The Hunchback of Bel Air (2021)

Rating: C-

Dir: Steve Roeder
Star: Teddy Lane Jr., Paul T. Murray, Trevor Coppola, Douglas Tait

I got an email from the director: “Take a stab at our non scripted, 4 week shoot. Quirky, campy, dialog driven and you won’t guess the ending. If you are or were a bully, you will learn a lesson. No teen actors and three red herrings.” So I carried out my usual diligent research, e.g. hit the Google, and found out two things. 1) It was available on Tubi, and 2) That’s it. Seriously: beyond the movie’s website, there was basically no information about it. The IMDb page was not only lacking any external reviews, or even any user reviews, it has no ratings. So this is it, folks. We’re venturing into unexplored territory. Please keep your arms and legs inside the vehicle at all times.

The central character is Theodore Johnson (Lane), known as ‘Knuckles’. He is, to be honest, a bit of a dick: we first meet him in a gym, belittling the other members. However, on leaving, he is chloroformed and knocked out. He wakes to find himself in a room, chained up in a cage, along with a number of other people: each cage bears a number. When Knuckles won’t shut up, a hunchback (Tait) enters and drags away the occupant of cage #1. Horrific screams ensue. The man in charge seems to be Master Sorensen (Murray), though exactly what his end-game and motivation are, remain obscure. The cages are renumbered down – #2 becomes #1 – and it becomes clear the process will repeat, with Sorensen applying psychological torture to his prisoners, bending them to his will.

Of Roeder’s statements, I’m not sure I’d call this “quirky” or “campy”. It’s rather too dour to qualify there, though it does at least manage a fairly consistent tone. “Dialog driven”, it is, to the point of being too talky. 15 or 20 minutes less would likely have been an improvement. I did, indeed, not guess the ending. At least, not in its entirety: certain elements of it, I did figure out. The bullying theme is indeed present in the way things eventually unfold. We’ve already established Knuckles’s credentials there, and that proves just the tip of the iceberg. I’m unconvinced of the morality here: some of the participants’ crimes seem almost trivial, not justifying the wringer they get put through by Sorensen.

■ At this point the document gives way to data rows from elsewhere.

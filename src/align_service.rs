/*!
 * The alignment orchestrator.
 *
 * An [`AlignService`] binds a pair scorer, a sequence aligner and optional
 * default configuration at construction, then serves `align` requests: it
 * resolves the effective gap penalty and threshold, normalizes both
 * documents, runs the aligner with the scorer-backed weight function and
 * keeps only the pairings whose cost stays within the threshold.
 */

use std::sync::Arc;

use log::debug;

use crate::align_config::AlignConfig;
use crate::aligners::{Aligner, Alignment};
use crate::document::Document;
use crate::errors::AlignError;
use crate::scorers::PairScorer;
use crate::weight::ScorerWeight;

/// Per-call overrides for the configured gap penalty and threshold
#[derive(Debug, Clone, Copy, Default, PartialEq)]
pub struct AlignOptions {
    /// Gap penalty for this call; falls back to the configured default
    pub gap_penalty: Option<f64>,

    /// Threshold for this call; falls back to the configured default
    pub threshold: Option<f64>,
}

impl AlignOptions {
    /// Set the gap penalty for this call
    pub fn gap_penalty(mut self, value: f64) -> Self {
        self.gap_penalty = Some(value);
        self
    }

    /// Set the threshold for this call
    pub fn threshold(mut self, value: f64) -> Self {
        self.threshold = Some(value);
        self
    }
}

/// Aligns pairs of documents using a bound scorer and aligner.
///
/// The service holds no mutable state: one instance may serve concurrent
/// `align` calls as long as the bound scorer and aligner are themselves safe
/// for concurrent use.
#[derive(Debug, Clone)]
pub struct AlignService {
    /// Weight function binding the scorer
    weight: ScorerWeight,

    /// The aligner implementation
    aligner: Arc<dyn Aligner>,

    /// Default configuration
    config: AlignConfig,
}

impl AlignService {
    /// Create a new alignment service
    ///
    /// Pure construction: nothing is validated against the collaborators and
    /// no I/O happens until the first `align` call.
    pub fn new(scorer: Arc<dyn PairScorer>, aligner: Arc<dyn Aligner>, config: AlignConfig) -> Self {
        Self {
            weight: ScorerWeight::new(scorer),
            aligner,
            config,
        }
    }

    /// The configured defaults
    pub fn config(&self) -> &AlignConfig {
        &self.config
    }

    /// Align two documents using the configured defaults
    pub fn align(&self, source: &Document, target: &Document) -> Result<Vec<Alignment>, AlignError> {
        self.align_with(source, target, AlignOptions::default())
    }

    /// Align two documents with per-call overrides
    ///
    /// Configuration is resolved first: a missing gap penalty or threshold
    /// fails the call before any normalization or collaborator work starts.
    /// Collaborator errors are propagated unmodified; a failed call never
    /// returns partial results.
    pub fn align_with(
        &self,
        source: &Document,
        target: &Document,
        options: AlignOptions,
    ) -> Result<Vec<Alignment>, AlignError> {
        let gap_penalty = self.resolve_gap_penalty(options.gap_penalty)?;
        let threshold = self.resolve_threshold(options.threshold)?;

        let source_items = source.normalized_items()?;
        let target_items = target.normalized_items()?;

        debug!(
            "Aligning {} source units against {} target units (gap_penalty={}, threshold={})",
            source_items.len(),
            target_items.len(),
            gap_penalty,
            threshold
        );

        let alignments = self
            .aligner
            .align(&source_items, &target_items, &self.weight, gap_penalty)?;

        Ok(Self::filter_by_threshold(alignments, threshold))
    }

    /// Effective gap penalty: call-time value, else configured default
    fn resolve_gap_penalty(&self, call_value: Option<f64>) -> Result<f64, AlignError> {
        call_value
            .or(self.config.gap_penalty)
            .ok_or(AlignError::MissingGapPenalty)
    }

    /// Effective threshold: call-time value, else configured default
    fn resolve_threshold(&self, call_value: Option<f64>) -> Result<f64, AlignError> {
        call_value
            .or(self.config.threshold)
            .ok_or(AlignError::MissingThreshold)
    }

    /// Keep only alignments whose cost stays within the threshold,
    /// preserving the aligner's output order
    fn filter_by_threshold(alignments: Vec<Alignment>, threshold: f64) -> Vec<Alignment> {
        let total = alignments.len();
        let kept: Vec<Alignment> = alignments
            .into_iter()
            .filter(|alignment| alignment.cost <= threshold)
            .collect();

        debug!("Kept {} of {} alignments at threshold {}", kept.len(), total, threshold);
        kept
    }
}
/*!
 * Mock aligner implementations for testing.
 *
 * This module provides mock aligners that simulate different behaviors:
 * - `MockAligner::diagonal()` - Pairs items index by index, gaps for the rest
 * - `MockAligner::fixed(entries)` - Returns a canned alignment sequence
 * - `MockAligner::failing()` - Always fails with an error
 *
 * The diagonal aligner is not a real minimum-cost alignment; it exists to
 * exercise the orchestration around it with predictable output.
 */

use std::sync::Arc;
use std::sync::atomic::{AtomicUsize, Ordering};

use crate::aligners::{Aligner, Alignment};
use crate::document::NormalizedItem;
use crate::errors::AlignerError;
use crate::weight::PairWeight;

/// Behavior mode for the mock aligner
#[derive(Debug, Clone, PartialEq)]
pub enum MockAlignerBehavior {
    /// Pair item `i` with item `i`, then emit gaps for the longer side
    Diagonal,
    /// Return the given entries regardless of the inputs
    Fixed(Vec<Alignment>),
    /// Always fail with an error
    Failing,
}

/// Mock aligner for testing orchestration behavior
#[derive(Debug)]
pub struct MockAligner {
    /// Behavior mode
    behavior: MockAlignerBehavior,
    /// Number of align requests served, shared across clones
    request_count: Arc<AtomicUsize>,
}

impl MockAligner {
    /// Create a new mock aligner with the specified behavior
    pub fn new(behavior: MockAlignerBehavior) -> Self {
        Self {
            behavior,
            request_count: Arc::new(AtomicUsize::new(0)),
        }
    }

    /// Create a mock aligner that pairs items index by index
    pub fn diagonal() -> Self {
        Self::new(MockAlignerBehavior::Diagonal)
    }

    /// Create a mock aligner that returns a canned alignment sequence
    pub fn fixed(entries: Vec<Alignment>) -> Self {
        Self::new(MockAlignerBehavior::Fixed(entries))
    }

    /// Create a failing mock aligner that always errors
    pub fn failing() -> Self {
        Self::new(MockAlignerBehavior::Failing)
    }

    /// Number of align requests served so far
    pub fn request_count(&self) -> usize {
        self.request_count.load(Ordering::SeqCst)
    }
}

impl Clone for MockAligner {
    fn clone(&self) -> Self {
        Self {
            behavior: self.behavior.clone(),
            request_count: Arc::clone(&self.request_count),
        }
    }
}

impl Aligner for MockAligner {
    fn align(
        &self,
        source: &[NormalizedItem],
        target: &[NormalizedItem],
        weight: &dyn PairWeight,
        gap_penalty: f64,
    ) -> Result<Vec<Alignment>, AlignerError> {
        self.request_count.fetch_add(1, Ordering::SeqCst);

        match &self.behavior {
            MockAlignerBehavior::Diagonal => {
                let paired = source.len().min(target.len());
                let mut alignments = Vec::with_capacity(source.len().max(target.len()));

                for idx in 0..paired {
                    let cost = weight.weight(&source[idx], &target[idx])?;
                    alignments.push(Alignment::pair(idx, idx, cost));
                }
                for idx in paired..source.len() {
                    alignments.push(Alignment::new(Some(idx), None, gap_penalty));
                }
                for idx in paired..target.len() {
                    alignments.push(Alignment::new(None, Some(idx), gap_penalty));
                }

                Ok(alignments)
            }

            MockAlignerBehavior::Fixed(entries) => Ok(entries.clone()),

            MockAlignerBehavior::Failing => Err(AlignerError::AlignmentFailed(
                "Simulated aligner failure".to_string(),
            )),
        }
    }
}
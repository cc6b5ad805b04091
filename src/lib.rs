/*!
 * # docalign
 *
 * A Rust library for aligning two parallel documents by pairing text units
 * that are likely correspondences of one another.
 *
 * ## Features
 *
 * - Normalize documents into position-aware unit sequences
 * - Bridge any pairwise compatibility scorer into an alignment weight function
 * - Drive a pluggable global sequence aligner with a configurable gap penalty
 * - Filter alignments by a configurable cost threshold
 * - Mock scorer and aligner implementations for testing
 *
 * ## Architecture
 *
 * The library is organized in these main modules:
 * - `document`: Documents, normalized items and position normalization
 * - `scorers`: The pair scorer interface consumed by the weight adaptor:
 *   - `scorers::mock`: Mock scorer for tests
 * - `aligners`: The sequence aligner interface and alignment results:
 *   - `aligners::mock`: Mock aligner for tests
 * - `weight`: The weight adaptor binding a scorer into a pairwise cost function
 * - `align_config`: Configuration management
 * - `align_service`: The alignment orchestrator
 * - `errors`: Custom error types for the library
 *
 * ## License
 *
 * This project is licensed under the MIT License
 */

// Global lints configuration
// These lints will be allowed but not auto-fixed
#![allow(clippy::uninlined_format_args)]

// Public modules
pub mod align_config;
pub mod align_service;
pub mod aligners;
pub mod document;
pub mod errors;
pub mod scorers;
pub mod weight;

// Re-export main types for easier usage
pub use align_config::AlignConfig;
pub use align_service::{AlignOptions, AlignService};
pub use aligners::{Aligner, Alignment};
pub use document::{Document, NormalizedItem};
pub use errors::{AlignError, AlignerError, ScorerError};
pub use scorers::{ComparisonRecord, PairScorer, ScoreMatrix};
pub use weight::{PairWeight, ScorerWeight};
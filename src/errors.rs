/*!
 * Error types for the docalign library.
 *
 * This module contains custom error types for different parts of the library,
 * using the thiserror crate for ergonomic error definitions.
 */

use thiserror::Error;

/// Errors that can occur inside a pair scorer implementation
#[derive(Error, Debug)]
pub enum ScorerError {
    /// Error when the scorer itself fails to produce a score
    #[error("Scoring failed: {0}")]
    ScoringFailed(String),

    /// Error when the returned score matrix has no `[0][0]` element
    #[error("Scorer returned a score matrix without a [0][0] element")]
    EmptyScore,
}

/// Errors that can occur inside an aligner implementation
#[derive(Error, Debug)]
pub enum AlignerError {
    /// Error from the weight function evaluated during alignment
    #[error("Scorer error: {0}")]
    Scorer(#[from] ScorerError),

    /// Error when the alignment computation itself fails
    #[error("Alignment failed: {0}")]
    AlignmentFailed(String),
}

/// Main error type for aligning two documents
#[derive(Error, Debug)]
pub enum AlignError {
    /// No gap penalty was supplied at call time or construction time
    #[error("Gap penalty value needed")]
    MissingGapPenalty,

    /// No threshold was supplied at call time or construction time
    #[error("Threshold value needed")]
    MissingThreshold,

    /// A document with zero units cannot be position-normalized
    #[error("Cannot align an empty document")]
    EmptyDocument,

    /// Error from the pair scorer
    #[error("Scorer error: {0}")]
    Scorer(#[from] ScorerError),

    /// Error from the aligner
    #[error("Aligner error: {0}")]
    Aligner(#[from] AlignerError),
}
/*!
 * Alignment configuration management.
 *
 * Holds the default gap penalty and threshold applied when a call supplies
 * neither, including loading from a JSON file and validation.
 */

use std::fs::File;
use std::io::BufReader;
use std::path::Path;

use anyhow::{Context, Result, anyhow};
use serde::{Deserialize, Serialize};

/// Default knobs for the alignment service
///
/// Both values are optional: a call-time override always wins, and a call
/// fails if neither a call-time nor a configured value exists for a knob.
#[derive(Debug, Serialize, Deserialize, Clone, Copy, Default, PartialEq)]
pub struct AlignConfig {
    /// Cost charged per unit left unmatched in the alignment
    #[serde(default)]
    pub gap_penalty: Option<f64>,

    /// Maximum cost for a pairing to be kept in the output
    #[serde(default)]
    pub threshold: Option<f64>,
}

impl AlignConfig {
    /// Create a configuration with the given defaults
    pub fn new(gap_penalty: Option<f64>, threshold: Option<f64>) -> Self {
        Self {
            gap_penalty,
            threshold,
        }
    }

    /// Load and validate a configuration from a JSON file
    pub fn from_file<P: AsRef<Path>>(path: P) -> Result<Self> {
        let file = File::open(path.as_ref())
            .with_context(|| format!("Failed to open config file: {}", path.as_ref().display()))?;
        let reader = BufReader::new(file);

        let config: Self = serde_json::from_reader(reader)
            .with_context(|| format!("Failed to parse config file: {}", path.as_ref().display()))?;

        config.validate()?;
        Ok(config)
    }

    /// Validate the configuration for usable values
    pub fn validate(&self) -> Result<()> {
        if let Some(gap_penalty) = self.gap_penalty {
            if !gap_penalty.is_finite() {
                return Err(anyhow!("Gap penalty must be finite, got {}", gap_penalty));
            }
        }

        if let Some(threshold) = self.threshold {
            if !threshold.is_finite() {
                return Err(anyhow!("Threshold must be finite, got {}", threshold));
            }
        }

        Ok(())
    }
}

Bullying is bad, m’kay? Yet, from my personal experience, much of it was simply kids being dicks. Not convinced that this requires them to be converted into mind-controlled zombies, through a punishing regime more befitting a captured terrorist leader. I’m not sure what message any past or present bullies will take from this, either. Arguably, leave no witnesses – just in case they come back, years later, to drug you and chain you up in their own, personal dungeon of revenge torture. I suspect this is likely not exactly the moral Roeder intended. Even the pre-credit anti-bullying interviews with the cast can’t overcome the sense this feels like a case of the best intentions, going off the road in the execution.